What to produce | Write out the whole listing word for word.

Supplied records |

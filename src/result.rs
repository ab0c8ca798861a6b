//! Check results built from metric fields
//!
//! A metric's fields are encoded twice: as a human readable summary in
//! `plugin_output`, and as one performance data token per field.

use std::collections::BTreeMap;

use serde::{Serialize, Serializer};

use crate::FieldValue;

/// Exit status of a passive check, as understood by Icinga2.
///
/// The bridge only ever reports OK; thresholds are evaluated by the
/// monitoring system.
#[derive(Debug, Clone, Copy, PartialEq, Eq)]
pub enum ExitStatus {
    Ok = 0,
}

impl Serialize for ExitStatus {
    fn serialize<S: Serializer>(&self, serializer: S) -> Result<S::Ok, S::Error> {
        serializer.serialize_u8(*self as u8)
    }
}

/// Payload of a `process-check-result` action.
#[derive(Debug, Clone, PartialEq, Serialize)]
pub struct CheckResult {
    pub exit_status: ExitStatus,
    pub plugin_output: String,
    pub performance_data: Vec<String>,
    pub check_source: String,
}

/// Build the check result for one metric's fields.
///
/// Fields are visited in map order, so the performance data follows that
/// order as well.
pub fn build(host: &str, fields: &BTreeMap<String, FieldValue>) -> CheckResult {
    let mut plugin_output = String::new();
    let mut performance_data = Vec::with_capacity(fields.len());

    for (name, value) in fields {
        plugin_output.push_str(&format!("{name}:{value} "));
        performance_data.push(format!("{name}={value};;;"));
    }

    CheckResult {
        exit_status: ExitStatus::Ok,
        plugin_output,
        performance_data,
        check_source: host.to_string(),
    }
}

Task result |
filename src/result.rs
repository ab0c8ca798861a6b
//! Check results built from metric fields
//!
//! A metric's fields are encoded twice: as a human readable summary in
//! `plugin_output`, and as one performance data token per field.

use std::collections::BTreeMap;

use serde::{Serialize, Serializer};

use crate::FieldValue;

/// Exit status of a passive check, as understood by Icinga2.
///
/// The bridge only ever reports OK; thresholds are evaluated by the
/// monitoring system.
#[derive(Debug, Clone, Copy, PartialEq, Eq)]
pub enum ExitStatus {
    Ok = 0,
}

impl Serialize for ExitStatus {
    fn serialize<S: Serializer>(&self, serializer: S) -> Result<S::Ok, S::Error> {
        serializer.serialize_u8(*self as u8)
    }
}

/// Payload of a `process-check-result` action.
#[derive(Debug, Clone, PartialEq, Serialize)]
pub struct CheckResult {
    pub exit_status: ExitStatus,
    pub plugin_output: String,
    pub performance_data: Vec<String>,
    pub check_source: String,
}

/// Build the check result for one metric's fields.
///
/// Fields are visited in map order, so the performance data follows that
/// order as well.
pub fn build(host: &str, fields: &BTreeMap<String, FieldValue>) -> CheckResult {
    let mut plugin_output = String::new();
    let mut performance_data = Vec::with_capacity(fields.len());

    for (name, value) in fields {
        plugin_output.push_str(&format!("{name}:{value} "));
        performance_data.push(format!("{name}={value};;;"));
    }

    CheckResult {
        exit_status: ExitStatus::Ok,
        plugin_output,
        performance_data,
        check_source: host.to_string(),
    }
}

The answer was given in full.